- Opening Delimiter -
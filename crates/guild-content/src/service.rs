//! Guide and recommendation generation with fixed fallbacks.

use crate::implementations::openrouter::OpenRouterClient;
use crate::{ChatMessage, CompletionInterface, CompletionRequest, ContentError};
use guild_config::ContentConfig;
use std::sync::Arc;

pub const DEFAULT_MODEL: &str = "google/gemini-2.0-flash-001";
pub const DEFAULT_LEVEL: &str = "beginner";

const GUIDE_MAX_TOKENS: u32 = 600;
const GUIDE_TEMPERATURE: f32 = 0.7;
const RECOMMENDATION_MAX_TOKENS: u32 = 400;
const RECOMMENDATION_TEMPERATURE: f32 = 0.8;
const MAX_RECOMMENDATIONS: usize = 5;

const GUIDE_SYSTEM_PROMPT: &str = "You are an expert in online earning and micro-skills. Create concise, actionable guides that help people earn money online.";
const RECOMMENDATION_SYSTEM_PROMPT: &str = "You are a career advisor specializing in online earning opportunities. Provide personalized recommendations based on user skills and interests.";

pub const EMPTY_GUIDE_FALLBACK: &str = "Content generation failed. Please try again.";
pub const FAILED_GUIDE_FALLBACK: &str =
	"Unable to generate content at this time. Please check back later.";

pub const FALLBACK_RECOMMENDATIONS: [&str; 5] = [
	"Virtual Assistant - Provide administrative support remotely",
	"Content Writing - Create articles and blog posts for businesses",
	"Social Media Management - Manage social media accounts for brands",
	"Online Tutoring - Teach subjects you're knowledgeable about",
	"Freelance Design - Create graphics and visual content",
];

pub struct ContentService {
	completion: Arc<dyn CompletionInterface>,
	model: String,
}

impl ContentService {
	pub fn new(completion: Arc<dyn CompletionInterface>, model: impl Into<String>) -> Self {
		Self {
			completion,
			model: model.into(),
		}
	}

	/// Service backed by the OpenRouter client described by `config`.
	pub fn from_config(config: &ContentConfig) -> Result<Self, ContentError> {
		let client = OpenRouterClient::new(config)?;
		Ok(Self::new(Arc::new(client), config.model.clone()))
	}

	/// Writes a short actionable guide for `topic` at `level`.
	///
	/// Never fails: an empty completion and a failed request each map to
	/// their own fallback sentence.
	pub async fn generate_micro_skill_content(&self, topic: &str, level: &str) -> String {
		let prompt = format!(
			"Create a micro-skill guide for \"{}\" at {} level. Include practical steps, tools needed, and earning potential. Keep it under 500 words and make it immediately actionable.",
			topic, level
		);
		let request = self.request(GUIDE_SYSTEM_PROMPT, prompt, GUIDE_MAX_TOKENS, GUIDE_TEMPERATURE);

		match self.completion.complete(&request).await {
			Ok(content) if content.is_empty() => EMPTY_GUIDE_FALLBACK.to_string(),
			Ok(content) => content,
			Err(e) => {
				tracing::error!(topic, error = %e, "Guide generation failed");
				FAILED_GUIDE_FALLBACK.to_string()
			},
		}
	}

	/// Suggests up to five earning opportunities from skills and interests.
	pub async fn generate_personalized_recommendations(
		&self,
		skills: &[String],
		interests: &[String],
	) -> Vec<String> {
		let prompt = format!(
			"Based on these skills: {} and interests: {}, recommend 5 specific online earning opportunities with brief descriptions.",
			skills.join(", "),
			interests.join(", ")
		);
		let request = self.request(
			RECOMMENDATION_SYSTEM_PROMPT,
			prompt,
			RECOMMENDATION_MAX_TOKENS,
			RECOMMENDATION_TEMPERATURE,
		);

		match self.completion.complete(&request).await {
			Ok(content) => parse_recommendations(&content),
			Err(e) => {
				tracing::error!(error = %e, "Recommendation generation failed");
				fallback_recommendations()
			},
		}
	}

	fn request(
		&self,
		system: &str,
		user: String,
		max_tokens: u32,
		temperature: f32,
	) -> CompletionRequest {
		CompletionRequest {
			model: self.model.clone(),
			messages: vec![ChatMessage::system(system), ChatMessage::user(user)],
			max_tokens,
			temperature,
		}
	}
}

/// Non-empty lines of a completion, at most five.
pub fn parse_recommendations(content: &str) -> Vec<String> {
	content
		.lines()
		.filter(|line| !line.trim().is_empty())
		.take(MAX_RECOMMENDATIONS)
		.map(str::to_string)
		.collect()
}

pub fn fallback_recommendations() -> Vec<String> {
	FALLBACK_RECOMMENDATIONS
		.iter()
		.map(|line| line.to_string())
		.collect()
}

#[cfg(test)]
mod tests {
	use super::*;
	use async_trait::async_trait;
	use std::sync::Mutex;

	/// Completion stub that replays one answer and keeps the last request.
	struct StubCompletion {
		answer: Result<String, String>,
		last: Mutex<Option<CompletionRequest>>,
	}

	impl StubCompletion {
		fn new(answer: Result<&str, &str>) -> Arc<Self> {
			Arc::new(Self {
				answer: answer.map(str::to_string).map_err(str::to_string),
				last: Mutex::new(None),
			})
		}

		fn last_request(&self) -> CompletionRequest {
			self.last.lock().unwrap().clone().unwrap()
		}
	}

	#[async_trait]
	impl CompletionInterface for StubCompletion {
		async fn complete(&self, request: &CompletionRequest) -> Result<String, ContentError> {
			*self.last.lock().unwrap() = Some(request.clone());
			self.answer.clone().map_err(ContentError::Request)
		}
	}

	#[tokio::test]
	async fn test_guide_prompt_and_parameters() {
		let stub = StubCompletion::new(Ok("Step 1: start"));
		let service = ContentService::new(stub.clone(), DEFAULT_MODEL);

		let guide = service
			.generate_micro_skill_content("Copywriting", DEFAULT_LEVEL)
			.await;
		assert_eq!(guide, "Step 1: start");

		let request = stub.last_request();
		assert_eq!(request.model, DEFAULT_MODEL);
		assert_eq!(request.max_tokens, 600);
		assert_eq!(request.temperature, 0.7);
		assert_eq!(request.messages[0].role, "system");
		assert!(request.messages[1]
			.content
			.starts_with("Create a micro-skill guide for \"Copywriting\" at beginner level."));
	}

	#[tokio::test]
	async fn test_guide_fallbacks() {
		let service = ContentService::new(StubCompletion::new(Ok("")), DEFAULT_MODEL);
		assert_eq!(
			service.generate_micro_skill_content("x", "expert").await,
			EMPTY_GUIDE_FALLBACK
		);

		let service = ContentService::new(StubCompletion::new(Ok("  ")), DEFAULT_MODEL);
		assert_eq!(service.generate_micro_skill_content("x", "expert").await, "  ");

		let service = ContentService::new(StubCompletion::new(Err("down")), DEFAULT_MODEL);
		assert_eq!(
			service.generate_micro_skill_content("x", "expert").await,
			FAILED_GUIDE_FALLBACK
		);
	}

	#[tokio::test]
	async fn test_recommendations_keep_five_lines() {
		let stub = StubCompletion::new(Ok("1. A\n\n2. B\n3. C\n   \n4. D\n5. E\n6. F\n"));
		let service = ContentService::new(stub.clone(), DEFAULT_MODEL);

		let skills = vec!["writing".to_string(), "design".to_string()];
		let interests = vec!["travel".to_string()];
		let recommendations = service
			.generate_personalized_recommendations(&skills, &interests)
			.await;

		assert_eq!(recommendations, vec!["1. A", "2. B", "3. C", "4. D", "5. E"]);

		let request = stub.last_request();
		assert_eq!(request.max_tokens, 400);
		assert_eq!(request.temperature, 0.8);
		assert!(request.messages[1]
			.content
			.starts_with("Based on these skills: writing, design and interests: travel,"));
	}

	#[tokio::test]
	async fn test_recommendations_fallback() {
		let service = ContentService::new(StubCompletion::new(Err("down")), DEFAULT_MODEL);
		let recommendations = service.generate_personalized_recommendations(&[], &[]).await;
		assert_eq!(recommendations, fallback_recommendations());
		assert_eq!(recommendations.len(), 5);
	}

	#[test]
	fn test_empty_completion_gives_no_recommendations() {
		assert!(parse_recommendations("").is_empty());
	}
}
- Closing Delimiter -
◆ WHAT THE TASK REQUIRES
Restate every entry above exactly as it stands.

◆ RESULT OF THIS EXERCISE
filename crates/guild-content/src/service.rs
//! Guide and recommendation generation with fixed fallbacks.

use crate::implementations::openrouter::OpenRouterClient;
use crate::{ChatMessage, CompletionInterface, CompletionRequest, ContentError};
use guild_config::ContentConfig;
use std::sync::Arc;

pub const DEFAULT_MODEL: &str = "google/gemini-2.0-flash-001";
pub const DEFAULT_LEVEL: &str = "beginner";

const GUIDE_MAX_TOKENS: u32 = 600;
const GUIDE_TEMPERATURE: f32 = 0.7;
const RECOMMENDATION_MAX_TOKENS: u32 = 400;
const RECOMMENDATION_TEMPERATURE: f32 = 0.8;
const MAX_RECOMMENDATIONS: usize = 5;

const GUIDE_SYSTEM_PROMPT: &str = "You are an expert in online earning and micro-skills. Create concise, actionable guides that help people earn money online.";
const RECOMMENDATION_SYSTEM_PROMPT: &str = "You are a career advisor specializing in online earning opportunities. Provide personalized recommendations based on user skills and interests.";

pub const EMPTY_GUIDE_FALLBACK: &str = "Content generation failed. Please try again.";
pub const FAILED_GUIDE_FALLBACK: &str =
	"Unable to generate content at this time. Please check back later.";

pub const FALLBACK_RECOMMENDATIONS: [&str; 5] = [
	"Virtual Assistant - Provide administrative support remotely",
	"Content Writing - Create articles and blog posts for businesses",
	"Social Media Management - Manage social media accounts for brands",
	"Online Tutoring - Teach subjects you're knowledgeable about",
	"Freelance Design - Create graphics and visual content",
];

pub struct ContentService {
	completion: Arc<dyn CompletionInterface>,
	model: String,
}

impl ContentService {
	pub fn new(completion: Arc<dyn CompletionInterface>, model: impl Into<String>) -> Self {
		Self {
			completion,
			model: model.into(),
		}
	}

	/// Service backed by the OpenRouter client described by `config`.
	pub fn from_config(config: &ContentConfig) -> Result<Self, ContentError> {
		let client = OpenRouterClient::new(config)?;
		Ok(Self::new(Arc::new(client), config.model.clone()))
	}

	/// Writes a short actionable guide for `topic` at `level`.
	///
	/// Never fails: an empty completion and a failed request each map to
	/// their own fallback sentence.
	pub async fn generate_micro_skill_content(&self, topic: &str, level: &str) -> String {
		let prompt = format!(
			"Create a micro-skill guide for \"{}\" at {} level. Include practical steps, tools needed, and earning potential. Keep it under 500 words and make it immediately actionable.",
			topic, level
		);
		let request = self.request(GUIDE_SYSTEM_PROMPT, prompt, GUIDE_MAX_TOKENS, GUIDE_TEMPERATURE);

		match self.completion.complete(&request).await {
			Ok(content) if content.is_empty() => EMPTY_GUIDE_FALLBACK.to_string(),
			Ok(content) => content,
			Err(e) => {
				tracing::error!(topic, error = %e, "Guide generation failed");
				FAILED_GUIDE_FALLBACK.to_string()
			},
		}
	}

	/// Suggests up to five earning opportunities from skills and interests.
	pub async fn generate_personalized_recommendations(
		&self,
		skills: &[String],
		interests: &[String],
	) -> Vec<String> {
		let prompt = format!(
			"Based on these skills: {} and interests: {}, recommend 5 specific online earning opportunities with brief descriptions.",
			skills.join(", "),
			interests.join(", ")
		);
		let request = self.request(
			RECOMMENDATION_SYSTEM_PROMPT,
			prompt,
			RECOMMENDATION_MAX_TOKENS,
			RECOMMENDATION_TEMPERATURE,
		);

		match self.completion.complete(&request).await {
			Ok(content) => parse_recommendations(&content),
			Err(e) => {
				tracing::error!(error = %e, "Recommendation generation failed");
				fallback_recommendations()
			},
		}
	}

	fn request(
		&self,
		system: &str,
		user: String,
		max_tokens: u32,
		temperature: f32,
	) -> CompletionRequest {
		CompletionRequest {
			model: self.model.clone(),
			messages: vec![ChatMessage::system(system), ChatMessage::user(user)],
			max_tokens,
			temperature,
		}
	}
}

/// Non-empty lines of a completion, at most five.
pub fn parse_recommendations(content: &str) -> Vec<String> {
	content
		.lines()
		.filter(|line| !line.trim().is_empty())
		.take(MAX_RECOMMENDATIONS)
		.map(str::to_string)
		.collect()
}

pub fn fallback_recommendations() -> Vec<String> {
	FALLBACK_RECOMMENDATIONS
		.iter()
		.map(|line| line.to_string())
		.collect()
}

#[cfg(test)]
mod tests {
	use super::*;
	use async_trait::async_trait;
	use std::sync::Mutex;

	/// Completion stub that replays one answer and keeps the last request.
	struct StubCompletion {
		answer: Result<String, String>,
		last: Mutex<Option<CompletionRequest>>,
	}

	impl StubCompletion {
		fn new(answer: Result<&str, &str>) -> Arc<Self> {
			Arc::new(Self {
				answer: answer.map(str::to_string).map_err(str::to_string),
				last: Mutex::new(None),
			})
		}

		fn last_request(&self) -> CompletionRequest {
			self.last.lock().unwrap().clone().unwrap()
		}
	}

	#[async_trait]
	impl CompletionInterface for StubCompletion {
		async fn complete(&self, request: &CompletionRequest) -> Result<String, ContentError> {
			*self.last.lock().unwrap() = Some(request.clone());
			self.answer.clone().map_err(ContentError::Request)
		}
	}

	#[tokio::test]
	async fn test_guide_prompt_and_parameters() {
		let stub = StubCompletion::new(Ok("Step 1: start"));
		let service = ContentService::new(stub.clone(), DEFAULT_MODEL);

		let guide = service
			.generate_micro_skill_content("Copywriting", DEFAULT_LEVEL)
			.await;
		assert_eq!(guide, "Step 1: start");

		let request = stub.last_request();
		assert_eq!(request.model, DEFAULT_MODEL);
		assert_eq!(request.max_tokens, 600);
		assert_eq!(request.temperature, 0.7);
		assert_eq!(request.messages[0].role, "system");
		assert!(request.messages[1]
			.content
			.starts_with("Create a micro-skill guide for \"Copywriting\" at beginner level."));
	}

	#[tokio::test]
	async fn test_guide_fallbacks() {
		let service = ContentService::new(StubCompletion::new(Ok("")), DEFAULT_MODEL);
		assert_eq!(
			service.generate_micro_skill_content("x", "expert").await,
			EMPTY_GUIDE_FALLBACK
		);

		let service = ContentService::new(StubCompletion::new(Ok("  ")), DEFAULT_MODEL);
		assert_eq!(service.generate_micro_skill_content("x", "expert").await, "  ");

		let service = ContentService::new(StubCompletion::new(Err("down")), DEFAULT_MODEL);
		assert_eq!(
			service.generate_micro_skill_content("x", "expert").await,
			FAILED_GUIDE_FALLBACK
		);
	}

	#[tokio::test]
	async fn test_recommendations_keep_five_lines() {
		let stub = StubCompletion::new(Ok("1. A\n\n2. B\n3. C\n   \n4. D\n5. E\n6. F\n"));
		let service = ContentService::new(stub.clone(), DEFAULT_MODEL);

		let skills = vec!["writing".to_string(), "design".to_string()];
		let interests = vec!["travel".to_string()];
		let recommendations = service
			.generate_personalized_recommendations(&skills, &interests)
			.await;

		assert_eq!(recommendations, vec!["1. A", "2. B", "3. C", "4. D", "5. E"]);

		let request = stub.last_request();
		assert_eq!(request.max_tokens, 400);
		assert_eq!(request.temperature, 0.8);
		assert!(request.messages[1]
			.content
			.starts_with("Based on these skills: writing, design and interests: travel,"));
	}

	#[tokio::test]
	async fn test_recommendations_fallback() {
		let service = ContentService::new(StubCompletion::new(Err("down")), DEFAULT_MODEL);
		let recommendations = service.generate_personalized_recommendations(&[], &[]).await;
		assert_eq!(recommendations, fallback_recommendations());
		assert_eq!(recommendations.len(), 5);
	}

	#[test]
	fn test_empty_completion_gives_no_recommendations() {
		assert!(parse_recommendations("").is_empty());
	}
}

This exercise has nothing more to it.